A pure molybdenum grid- not

[Finn Hammer]

A survey of the refractory metals suggested that Molybdenum could be the ultimate grid material. High thermal conductivity, high melting point, easier to machine than tungsten.
I ordered a couple of rods from a German Zintermetalle dealer and initially felt good about it. It machines like very hard cast iron, so no problem there.
But it is sintered, put together from powder, it is perhaps porous on some micro or macroscopic level, I wonder what's in the inevitable voids.
I also wanted to see, if it was possible to weld it, so I ignited the TIG electrode to the end of the 6mm rod, which was easy to melt. So far so good, this material can be manufactured with comparative ease.
When I took the welders shield off, the stick was red hot about 60mm up from the end, indicating the good thermal conductivity, but it was also smoking as if it had been dipped in oil.
But it was cleaned thoroughly before heating it.
I tried to heat it 3 times more, and it keeps smoking excessively.
I do not think I am going to outgass this material with my fine vacuum station as the fume extractor, and so, this looks like the bitter end of an interesting venture.

Cheers, Finn Hammer

[Victor Gonzalez]

Try to find electron beam melted Molybdenum, it should solve all of those problems, it will be expensive, just don't know how much.

Molybdenum crucibles are used to grow pure synthetic sapphire (>2000°C). The same supplier for the crucibles should be able to sell a rod of it.

I think samaterials.com should have it.

[Frank Sanns]

Sintering can lead to porous or non porous end product depending upon the temperature and pressures used to form the item. My guess is that the molybdenum is non porous for the applications that it is normally used for.

Outgassing does not normally produce smoke. Sintering is done in an inert or vacuum atmosphere so there should be nothing that should produce smoke in there.

A metal can have a high temperature melting point but it does not mean it is inert in an oxygen atmosphere. I suspect there is reaction with surrounding air (oxidation) going on and not outgassing. Oxides of metals are typically heavy white smoke. That would be my bet.

In a Fusor, there is no air so it is a non issue.

[Richard Hull]

My first fusion grids were pure Tantalum. I just assembled them, slapped them in the fusor and they did great! I have also used Hafnium as well. No prep, no worries, fusion.... I will never use any grid but tungsten now.

If you persist with molybdenum.... Make your grid. Install it in a junk chamber take it down with a junk mechanical pump and bombard the hell out of it at high current. This will do for an outgassing.
Or make your grid and heat it in a carburizing oxy-acet flame to orange heat. Frank is right about oxide formation. Oxides are fine in most refractories in vacuums.

Richard Hull

[Victor Gonzalez]

I don't know about molybdenum powder metallurgy, if pure Mo powder can sintered.
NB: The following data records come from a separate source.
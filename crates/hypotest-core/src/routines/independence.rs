// =============================================================================
// Tests of Independence
// =============================================================================
//
// Both tests start from a contingency table of two nominal variables. Rows
// are the levels of x and columns the levels of y, each in sorted order.
//
// chi2_contingency compares observed cells with the counts expected under
// independence (row total × column total / N). For a 2x2 table the Yates
// continuity correction moves each observed cell up to 0.5 towards its
// expected count before the statistic is computed.
//
// fisher_exact conditions on both margins of a 2x2 table, which makes the
// top-left cell hypergeometric. The p-value sums the exact probabilities of
// tables at least as extreme as the observed one.
//
// =============================================================================

use ndarray::Array2;
use statrs::function::factorial::ln_factorial;

use crate::inference::{pvalue_chi2, Alternative};

use super::{Dof, RoutineError, RoutineOutput};

/// Contingency table of `x` (rows) against `y` (columns).
pub fn crosstab(x: &[String], y: &[String]) -> Result<Array2<f64>, RoutineError> {
    if x.len() != y.len() {
        return Err(RoutineError::DimensionMismatch(format!(
            "x has {} observations but y has {}",
            x.len(),
            y.len()
        )));
    }
    if x.is_empty() {
        return Err(RoutineError::EmptyInput("no observations".to_string()));
    }

    let rows = levels(x);
    let cols = levels(y);
    let mut table = Array2::<f64>::zeros((rows.len(), cols.len()));
    for (a, b) in x.iter().zip(y) {
        // Levels were built from these same values, so both searches succeed
        if let (Ok(i), Ok(j)) = (rows.binary_search(&a.as_str()), cols.binary_search(&b.as_str())) {
            table[[i, j]] += 1.0;
        }
    }
    Ok(table)
}

fn levels(values: &[String]) -> Vec<&str> {
    let mut levels: Vec<&str> = values.iter().map(String::as_str).collect();
    levels.sort_unstable();
    levels.dedup();
    levels
}

/// Chi-square test of independence.
///
/// # Arguments
/// * `correction` - Apply the Yates correction when the table has one degree
///   of freedom
///
/// # Returns
/// χ², p-value, dof = (r − 1)(c − 1), Cramér's V from the reported χ²
/// (corrected when the correction applied) and its dof min(r, c) − 1 as
/// `cramers_v_dof`.
pub fn chi2_contingency(
    x: &[String],
    y: &[String],
    correction: bool,
) -> Result<RoutineOutput, RoutineError> {
    let observed = crosstab(x, y)?;
    let (r, c) = observed.dim();
    if r < 2 || c < 2 {
        return Err(RoutineError::Degenerate(format!(
            "contingency table must be at least 2x2, got {}x{}",
            r, c
        )));
    }

    let total = observed.sum();
    let row_sums = observed.sum_axis(ndarray::Axis(1));
    let col_sums = observed.sum_axis(ndarray::Axis(0));
    let expected = Array2::from_shape_fn((r, c), |(i, j)| row_sums[i] * col_sums[j] / total);

    let dof = ((r - 1) * (c - 1)) as f64;

    let chi2 = |obs: &Array2<f64>| -> f64 {
        obs.iter()
            .zip(expected.iter())
            .map(|(o, e)| (o - e) * (o - e) / e)
            .sum()
    };

    let uncorrected = chi2(&observed);
    let statistic = if correction && dof == 1.0 {
        let adjusted = Array2::from_shape_fn((r, c), |(i, j)| {
            let o = observed[[i, j]];
            let diff = expected[[i, j]] - o;
            o + diff.signum() * diff.abs().min(0.5)
        });
        chi2(&adjusted)
    } else {
        uncorrected
    };

    let min_dim = (r.min(c) - 1) as f64;
    let cramers_v = (statistic / (total * min_dim)).sqrt();

    Ok(RoutineOutput::new(statistic, pvalue_chi2(statistic, dof))
        .with_dof(Dof::One(dof))
        .with_aux("cramers_v", cramers_v)
        .with_aux("cramers_v_dof", min_dim))
}

// =============================================================================
// Fisher's Exact Test
// =============================================================================

/// ln C(n, k)
fn ln_choose(n: u64, k: u64) -> f64 {
    ln_factorial(n) - ln_factorial(k) - ln_factorial(n - k)
}

/// Fisher's exact test on the 2x2 table of `x` against `y`.
///
/// The statistic is the sample odds ratio (a·d)/(b·c). `Greater` tests for
/// an odds ratio above one.
pub fn fisher_exact(
    x: &[String],
    y: &[String],
    alternative: Alternative,
) -> Result<RoutineOutput, RoutineError> {
    let table = crosstab(x, y)?;
    if table.dim() != (2, 2) {
        let (r, c) = table.dim();
        return Err(RoutineError::InvalidValue(format!(
            "Fisher's exact test needs two levels in each variable, got a {}x{} table",
            r, c
        )));
    }

    let cell = |i: usize, j: usize| table[[i, j]] as u64;
    let (a, b, c, d) = (cell(0, 0), cell(0, 1), cell(1, 0), cell(1, 1));

    let odds_ratio = if b * c == 0 {
        if a * d == 0 {
            f64::NAN
        } else {
            f64::INFINITY
        }
    } else {
        (a * d) as f64 / (b * c) as f64
    };

    // Top-left cell given both margins
    let row1 = a + b;
    let row2 = c + d;
    let col1 = a + c;
    let n = row1 + row2;
    let lo = col1.saturating_sub(row2);
    let hi = row1.min(col1);

    let ln_total = ln_choose(n, col1);
    let pmf = |k: u64| (ln_choose(row1, k) + ln_choose(row2, col1 - k) - ln_total).exp();

    let pvalue = match alternative {
        Alternative::Less => (lo..=a).map(pmf).sum::<f64>(),
        Alternative::Greater => (a..=hi).map(pmf).sum::<f64>(),
        Alternative::TwoSided => {
            let observed = pmf(a);
            // Relative tolerance so tables tied with the observed one count
            (lo..=hi)
                .map(pmf)
                .filter(|p| *p <= observed * (1.0 + 1e-7))
                .sum::<f64>()
        }
    };

    Ok(RoutineOutput::new(odds_ratio, pvalue.clamp(0.0, 1.0)).with_aux("odds_ratio", odds_ratio))
}

// =============================================================================
// Tests
// =============================================================================

#[cfg(test)]
mod tests {
    use super::*;
    use approx::assert_abs_diff_eq;

    /// Expand a table given as (x level, y level, count) into two label vectors.
    fn expand(cells: &[(&str, &str, usize)]) -> (Vec<String>, Vec<String>) {
        let mut x = Vec::new();
        let mut y = Vec::new();
        for (a, b, count) in cells {
            for _ in 0..*count {
                x.push(a.to_string());
                y.push(b.to_string());
            }
        }
        (x, y)
    }

    #[test]
    fn test_crosstab_sorted_levels() {
        let (x, y) = expand(&[("b", "v", 2), ("a", "u", 1), ("a", "v", 3)]);
        let table = crosstab(&x, &y).unwrap();
        assert_eq!(table, ndarray::array![[1.0, 3.0], [0.0, 2.0]]);
    }

    #[test]
    fn test_fisher_two_sided_known_value() {
        let (x, y) = expand(&[("a", "u", 3), ("a", "v", 1), ("b", "u", 1), ("b", "v", 3)]);
        let out = fisher_exact(&x, &y, Alternative::TwoSided).unwrap();
        assert_abs_diff_eq!(out.statistic, 9.0, epsilon = 1e-12);
        assert_abs_diff_eq!(out.pvalue, 34.0 / 70.0, epsilon = 1e-10);
        assert_abs_diff_eq!(out.pvalue, 0.486, epsilon = 1e-3);
    }

    #[test]
    fn test_fisher_one_sided() {
        let (x, y) = expand(&[("a", "u", 3), ("a", "v", 1), ("b", "u", 1), ("b", "v", 3)]);
        let greater = fisher_exact(&x, &y, Alternative::Greater).unwrap();
        let less = fisher_exact(&x, &y, Alternative::Less).unwrap();
        assert_abs_diff_eq!(greater.pvalue, 17.0 / 70.0, epsilon = 1e-10);
        assert_abs_diff_eq!(less.pvalue, 69.0 / 70.0, epsilon = 1e-10);
    }

    #[test]
    fn test_fisher_zero_cell() {
        let (x, y) = expand(&[("a", "u", 5), ("b", "u", 1), ("b", "v", 5)]);
        let out = fisher_exact(&x, &y, Alternative::TwoSided).unwrap();
        assert!(out.statistic.is_infinite());
        assert!(out.pvalue < 0.05);
    }

    #[test]
    fn test_fisher_requires_2x2() {
        let (x, y) = expand(&[("a", "u", 1), ("b", "v", 1), ("c", "u", 1)]);
        assert!(matches!(
            fisher_exact(&x, &y, Alternative::TwoSided),
            Err(RoutineError::InvalidValue(_))
        ));
    }

    #[test]
    fn test_chi2_contingency_yates() {
        let (x, y) = expand(&[("a", "u", 10), ("a", "v", 20), ("b", "u", 30), ("b", "v", 40)]);
        let out = chi2_contingency(&x, &y, true).unwrap();
        assert_abs_diff_eq!(out.statistic, 0.4464286, epsilon = 1e-6);
        assert_abs_diff_eq!(out.pvalue, 0.5040359, epsilon = 1e-6);
        assert_eq!(out.dof, Some(Dof::One(1.0)));
        // V follows the corrected χ²: √(0.4464286 / 100)
        assert_abs_diff_eq!(out.auxiliary["cramers_v"], 0.0668153, epsilon = 1e-6);
        assert_eq!(out.auxiliary["cramers_v_dof"], 1.0);

        let raw = chi2_contingency(&x, &y, false).unwrap();
        assert_abs_diff_eq!(raw.statistic, 0.7936508, epsilon = 1e-6);
        assert_abs_diff_eq!(raw.auxiliary["cramers_v"], 0.0890871, epsilon = 1e-6);
    }

    #[test]
    fn test_chi2_contingency_3x2() {
        let (x, y) = expand(&[
            ("a", "u", 10),
            ("a", "v", 5),
            ("b", "u", 5),
            ("b", "v", 10),
            ("c", "u", 8),
            ("c", "v", 8),
        ]);
        // No correction beyond one degree of freedom
        let out = chi2_contingency(&x, &y, true).unwrap();
        assert_abs_diff_eq!(out.statistic, 10.0 / 3.0, epsilon = 1e-10);
        assert_abs_diff_eq!(out.pvalue, 0.1888756, epsilon = 1e-6);
        assert_eq!(out.dof, Some(Dof::One(2.0)));
        // √((10/3) / (46 · 1))
        let v = (10.0 / 3.0 / 46.0_f64).sqrt();
        assert_abs_diff_eq!(out.auxiliary["cramers_v"], v, epsilon = 1e-12);
        assert_eq!(out.auxiliary["cramers_v_dof"], 1.0);
    }

    #[test]
    fn test_chi2_contingency_single_level() {
        let (x, y) = expand(&[("a", "u", 3), ("a", "v", 2)]);
        assert!(matches!(
            chi2_contingency(&x, &y, true),
            Err(RoutineError::Degenerate(_))
        ));
    }

    #[test]
    fn test_crosstab_length_mismatch() {
        let x = vec!["a".to_string()];
        let y = vec!["u".to_string(), "v".to_string()];
        assert!(matches!(
            crosstab(&x, &y),
            Err(RoutineError::DimensionMismatch(_))
        ));
    }
}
I know that tugsten carbide needs to be sintered with cobalt, but it's a compound and not a pure element.

Mo does oxidize, Periodic Videos on youtube made a nice video about it:

https://youtu.be/0cUYNaJvSbY

SA Materials does have Mo, including Mo boats to melt metals in high vacuum.

[Finn Hammer]

Guys, thank you all, you are amazing.
When I posted, it was with a faint feeling: I am giving up too early!
Mo reacts with atmosphere, I had read about it, but forgot in the heat of action.
Now I am going to push forward with the manufacture of the Mo version of the grid.

Cheers, Finn Hammer

[Dan Knapp]

Research groups in Japan have made extensive use of Mo grids, particularly Kai Masuda’s group in Kyoto. The highest reported neutron yields have been obtained with Mo grids made from rings of sheet Mo.

[Frank Sanns]

The other interesting fact about refractories is their starting base metal.

In the case of aluminum, the metal has a melting point of 660 C. Heating it in air will form the oxide which has a much higher melting point of 2,072 C. Alumina is a great refractory.
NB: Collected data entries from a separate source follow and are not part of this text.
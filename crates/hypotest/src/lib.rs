// =============================================================================
// Hypotest Python Bindings
// =============================================================================
//
// Bridge between Rust and Python using PyO3. It wraps `hypotest-core` and
// exposes it as the extension module `_hypotest`.
//
// HOW THIS WORKS:
// ---------------
// 1. Python passes samples as numpy arrays, lists of floats, or lists of str
// 2. They are converted into core `Sample`s and handed to the dispatcher
// 3. Results come back as `TestResult` objects; errors map onto the
//    exception classes declared below
//
// STRUCTURE:
// ----------
// - catalog_py:   `TestDescriptor` class, `lookup`, `list_tests`
// - dispatch_py:  `TestResult` class, `run`
//
// FOR MAINTAINERS:
// ----------------
// When adding new functionality:
// 1. Implement the logic in `hypotest-core` first
// 2. Create a Python wrapper in the matching `*_py` module
// 3. Add it to the module in the `_hypotest` function at the bottom
//
// =============================================================================

use pyo3::create_exception;
use pyo3::exceptions::{PyKeyError, PyOSError, PyValueError};
use pyo3::prelude::*;

use hypotest_core::HypotestError;

mod catalog_py;
mod dispatch_py;

// =============================================================================
// Exceptions
// =============================================================================

create_exception!(_hypotest, NotFoundError, PyKeyError, "Unknown test code.");
create_exception!(
    _hypotest,
    ShapeMismatchError,
    PyValueError,
    "Number of samples does not match the test's arity."
);
create_exception!(
    _hypotest,
    VariableTypeMismatchError,
    PyValueError,
    "A sample's kind does not fit the declared variable type."
);
create_exception!(
    _hypotest,
    ComputationError,
    PyValueError,
    "The statistical routine could not compute a result."
);

/// Map a core error onto the matching Python exception.
pub(crate) fn to_py_err(err: HypotestError) -> PyErr {
    let message = err.to_string();
    match err {
        HypotestError::NotFound(_) => NotFoundError::new_err(message),
        HypotestError::ShapeMismatch { .. } => ShapeMismatchError::new_err(message),
        HypotestError::VariableTypeMismatch { .. } => VariableTypeMismatchError::new_err(message),
        HypotestError::Computation(_) => ComputationError::new_err(message),
        HypotestError::Io(_) => PyOSError::new_err(message),
        HypotestError::InvalidOption(_) | HypotestError::Catalog(_) => {
            PyValueError::new_err(message)
        }
    }
}

// =============================================================================
// Module Definition
// =============================================================================

#[pymodule]
fn _hypotest(m: &Bound<'_, PyModule>) -> PyResult<()> {
    let py = m.py();

    // Exceptions
    m.add("NotFoundError", py.get_type_bound::<NotFoundError>())?;
    m.add("ShapeMismatchError", py.get_type_bound::<ShapeMismatchError>())?;
    m.add(
        "VariableTypeMismatchError",
        py.get_type_bound::<VariableTypeMismatchError>(),
    )?;
    m.add("ComputationError", py.get_type_bound::<ComputationError>())?;

    // Catalog
    m.add_class::<catalog_py::PyTestDescriptor>()?;
    m.add_function(wrap_pyfunction!(catalog_py::lookup_py, m)?)?;
    m.add_function(wrap_pyfunction!(catalog_py::list_tests_py, m)?)?;

    // Dispatch
    m.add_class::<dispatch_py::PyTestResult>()?;
    m.add_function(wrap_pyfunction!(dispatch_py::run_py, m)?)?;

    Ok(())
}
Here is a question for you (rhetorical), why then is steel (iron) cut with an oxygen torch? It is heated to red heat, then oxygen is blasted out of the central torch nozzle. The steel just melts away but only in the path of the oxygen jet. Should not the oxide be higher melting and form a skin of high melting oxide layer that protects he base metal?

Using aluminum, that indeed would be the case. You cannot cut aluminum with an oxygen torch.
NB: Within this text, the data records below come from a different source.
// =============================================================================
// Test Catalog
// =============================================================================
//
// The catalog is a small, read-only table of TestDescriptors keyed by test
// code. It is loaded once and never mutated afterwards.
//
// SOURCE FORMAT
// -------------
// TOML, one table per test code:
//
//     [pearson]
//     name = "Pearson Correlation Coefficient"
//     analysis_arity = "bivariate"
//     min_sample_size = 25
//     backing_function_reference = "pearsonr"
//     ...
//
// Table keys are the addressing mechanism, so they are unique by construction
// and their order in the file is irrelevant. Loading and re-serializing
// preserves every field.
//
// LOOKUP
// ------
// With roughly twenty entries there is nothing to index: lookup is a map get
// and listing is a predicate scan over the entries in code order.
//
// =============================================================================

mod descriptor;

pub use descriptor::{AnalysisArity, MinSampleSize, Status, TestDescriptor, VariableType};

use std::collections::BTreeMap;
use std::path::Path;

use once_cell::sync::OnceCell;

use crate::error::{HypotestError, Result};

/// The catalog shipped with the crate.
const BUILTIN_CATALOG: &str = include_str!("../../data/catalog.toml");

static BUILTIN: OnceCell<Catalog> = OnceCell::new();

/// Immutable table of test descriptors keyed by code.
#[derive(Debug, Clone, PartialEq)]
pub struct Catalog {
    entries: BTreeMap<String, TestDescriptor>,
}

impl Catalog {
    /// The built-in catalog, parsed on first use and shared for the rest of
    /// the process.
    pub fn builtin() -> Result<&'static Catalog> {
        BUILTIN.get_or_try_init(|| Catalog::from_toml_str(BUILTIN_CATALOG))
    }

    /// Parse a catalog from TOML text.
    pub fn from_toml_str(text: &str) -> Result<Self> {
        let raw: BTreeMap<String, TestDescriptor> =
            toml::from_str(text).map_err(|e| HypotestError::Catalog(e.to_string()))?;

        let mut entries = BTreeMap::new();
        for (code, mut descriptor) in raw {
            descriptor.code = code.clone();
            descriptor.validate().map_err(HypotestError::Catalog)?;
            entries.insert(code, descriptor);
        }

        log::debug!("Loaded test catalog with {} entries", entries.len());
        Ok(Self { entries })
    }

    /// Read and parse a catalog file.
    pub fn from_path(path: impl AsRef<Path>) -> Result<Self> {
        let path = path.as_ref();
        log::debug!("Reading test catalog from {}", path.display());
        let text = std::fs::read_to_string(path)?;
        Self::from_toml_str(&text)
    }

    /// Serialize back to the TOML source format.
    pub fn to_toml_string(&self) -> Result<String> {
        toml::to_string(&self.entries).map_err(|e| HypotestError::Catalog(e.to_string()))
    }

    /// Resolve a test code to its descriptor.
    pub fn lookup(&self, code: &str) -> Result<&TestDescriptor> {
        self.entries
            .get(code)
            .ok_or_else(|| HypotestError::NotFound(code.to_string()))
    }

    /// Descriptors matching every constraint in `filter`, ordered by code.
    pub fn list(&self, filter: &CatalogFilter) -> Vec<&TestDescriptor> {
        self.entries.values().filter(|d| filter.matches(d)).collect()
    }

    /// All descriptors, ordered by code.
    pub fn iter(&self) -> impl Iterator<Item = &TestDescriptor> {
        self.entries.values()
    }

    /// All test codes, in order.
    pub fn codes(&self) -> impl Iterator<Item = &str> {
        self.entries.keys().map(String::as_str)
    }

    pub fn len(&self) -> usize {
        self.entries.len()
    }

    pub fn is_empty(&self) -> bool {
        self.entries.is_empty()
    }
}

// =============================================================================
// Filtering
// =============================================================================

/// Predicate over descriptors. Unset fields match everything.
///
/// ```
/// use hypotest_core::{Catalog, CatalogFilter, VariableType};
///
/// let catalog = Catalog::builtin().unwrap();
/// let nominal = catalog.list(&CatalogFilter::new().x_type(VariableType::Nominal));
/// assert!(nominal.iter().any(|d| d.code == "fisher"));
/// ```
#[derive(Debug, Clone, Default, PartialEq)]
pub struct CatalogFilter {
    pub arity: Option<AnalysisArity>,
    pub x_type: Option<VariableType>,
    pub y_type: Option<VariableType>,
    /// Keep only tests whose minimum sample size is met by this many observations.
    pub sample_size: Option<usize>,
    pub parametric: Option<bool>,
    pub status: Option<Status>,
    /// Case-insensitive match on `hypothesis_category`.
    pub category: Option<String>,
}

impl CatalogFilter {
    pub fn new() -> Self {
        Self::default()
    }

    pub fn arity(mut self, arity: AnalysisArity) -> Self {
        self.arity = Some(arity);
        self
    }

    pub fn x_type(mut self, x_type: VariableType) -> Self {
        self.x_type = Some(x_type);
        self
    }

    pub fn y_type(mut self, y_type: VariableType) -> Self {
        self.y_type = Some(y_type);
        self
    }

    pub fn sample_size(mut self, n: usize) -> Self {
        self.sample_size = Some(n);
        self
    }

    pub fn parametric(mut self, parametric: bool) -> Self {
        self.parametric = Some(parametric);
        self
    }

    pub fn status(mut self, status: Status) -> Self {
        self.status = Some(status);
        self
    }

    pub fn category(mut self, category: impl Into<String>) -> Self {
        self.category = Some(category.into());
        self
    }

    /// Whether `descriptor` satisfies every set constraint.
    pub fn matches(&self, descriptor: &TestDescriptor) -> bool {
        self.arity.map_or(true, |a| descriptor.analysis_arity == a)
            && self.x_type.map_or(true, |t| descriptor.x_variable_type == t)
            && self.y_type.map_or(true, |t| descriptor.y_variable_type == t)
            && self.sample_size.map_or(true, |n| descriptor.accepts_sample_size(n))
            && self.parametric.map_or(true, |p| descriptor.is_parametric == p)
            && self.status.map_or(true, |s| descriptor.status == s)
            && self
                .category
                .as_deref()
                .map_or(true, |c| descriptor.hypothesis_category.eq_ignore_ascii_case(c))
    }
}

// =============================================================================
// Tests
// =============================================================================

#[cfg(test)]
mod tests {
    use super::*;
    use crate::routines::Routine;

    const SMALL: &str = r#"
        [t1]
        name = "One-Sample t-Test"
        statistic_name = "t"
        hypothesis_category = "centrality"
        null_hypothesis = "The population mean equals the hypothesized value."
        analysis_arity = "univariate"
        assumes_normality = true
        assumes_homoscedasticity = false
        is_parametric = true
        supports_small_samples = true
        min_sample_size = "not applicable"
        x_variable_type = "continuous"
        y_variable_type = "not applicable"
        backing_function_reference = "ttest_1samp"
        status = "done"

        [x2gof]
        name = "Chi-Square Goodness of Fit Test"
        statistic_name = "X²"
        hypothesis_category = "goodness of fit"
        null_hypothesis = "Observed frequencies match expected frequencies."
        analysis_arity = "univariate"
        assumes_normality = false
        assumes_homoscedasticity = false
        is_parametric = false
        supports_small_samples = false
        min_sample_size = 5
        x_variable_type = "nominal"
        y_variable_type = "not applicable"
        backing_function_reference = "chisquare"
        status = "pending"
        description = "Frequencies of a single nominal variable."
    "#;

    #[test]
    fn test_builtin_loads() {
        let catalog = Catalog::builtin().unwrap();
        assert_eq!(catalog.len(), 21);
        assert!(!catalog.is_empty());
        // Same instance on every call
        assert!(std::ptr::eq(catalog, Catalog::builtin().unwrap()));
    }

    #[test]
    fn test_code_filled_from_key() {
        let catalog = Catalog::from_toml_str(SMALL).unwrap();
        let d = catalog.lookup("x2gof").unwrap();
        assert_eq!(d.code, "x2gof");
        assert_eq!(d.backing_function_reference, Routine::ChiSquare);
        assert_eq!(d.min_sample_size.get(), Some(5));
        assert_eq!(d.description.as_deref(), Some("Frequencies of a single nominal variable."));
        assert_eq!(catalog.codes().collect::<Vec<_>>(), vec!["t1", "x2gof"]);
    }

    #[test]
    fn test_lookup_missing() {
        let catalog = Catalog::from_toml_str(SMALL).unwrap();
        let err = catalog.lookup("nope").unwrap_err();
        assert!(matches!(err, HypotestError::NotFound(ref c) if c == "nope"));
    }

    #[test]
    fn test_roundtrip() {
        let catalog = Catalog::from_toml_str(SMALL).unwrap();
        let text = catalog.to_toml_string().unwrap();
        let reloaded = Catalog::from_toml_str(&text).unwrap();
        assert_eq!(catalog, reloaded);
    }

    #[test]
    fn test_unknown_routine_rejected() {
        let text = SMALL.replace("\"ttest_1samp\"", "\"ttest_magic\"");
        assert!(matches!(
            Catalog::from_toml_str(&text),
            Err(HypotestError::Catalog(_))
        ));
    }

    #[test]
    fn test_unknown_field_rejected() {
        let text = SMALL.replace("status = \"done\"", "status = \"done\"\ncolour = \"red\"");
        assert!(Catalog::from_toml_str(&text).is_err());
    }

    #[test]
    fn test_univariate_with_y_type_rejected() {
        let text = SMALL.replacen(
            "y_variable_type = \"not applicable\"",
            "y_variable_type = \"continuous\"",
            1,
        );
        let err = Catalog::from_toml_str(&text).unwrap_err();
        assert!(err.to_string().contains("univariate"));
    }

    #[test]
    fn test_filter_by_sample_size() {
        let catalog = Catalog::from_toml_str(SMALL).unwrap();
        let small = catalog.list(&CatalogFilter::new().sample_size(3));
        assert_eq!(small.len(), 1);
        assert_eq!(small[0].code, "t1");
        assert_eq!(catalog.list(&CatalogFilter::new().sample_size(5)).len(), 2);
    }

    #[test]
    fn test_filter_combined() {
        let catalog = Catalog::from_toml_str(SMALL).unwrap();
        let hits = catalog.list(
            &CatalogFilter::new()
                .arity(AnalysisArity::Univariate)
                .parametric(false)
                .status(Status::Pending)
                .category("Goodness of Fit"),
        );
        assert_eq!(hits.len(), 1);
        assert_eq!(hits[0].code, "x2gof");
        assert!(catalog
            .list(&CatalogFilter::new().arity(AnalysisArity::Bivariate))
            .is_empty());
    }

    #[test]
    fn test_from_path_missing_file() {
        let err = Catalog::from_path("/definitely/not/here.toml").unwrap_err();
        assert!(matches!(err, HypotestError::Io(_)));
    }
}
It turns out that different group metals have different behaviors. The oxides of iron actually have a significantly LOWER melting point than the base metal. Blasting oxygen to the hot iron makes the oxides (and more heat) that melt at a lower temperature and they flow away in the stream.

Molybdenum is like iron in that its oxides have much lower melting and boiling points than the base metals. Molybdenum melts at 2,900 C while the oxide melts at 795 C. The boiling point is also similarly drastically reduced with the molybdenum oxide boiling at only 1,155 C.

Heating to incandescence will definitely make the oxide and even if below the actual boiling point, the vapor pressure will put much oxide into the air as dense white smoke.

I know the video provided earlier in this thread shows this but this more chemical explanation might augment what you were seeing.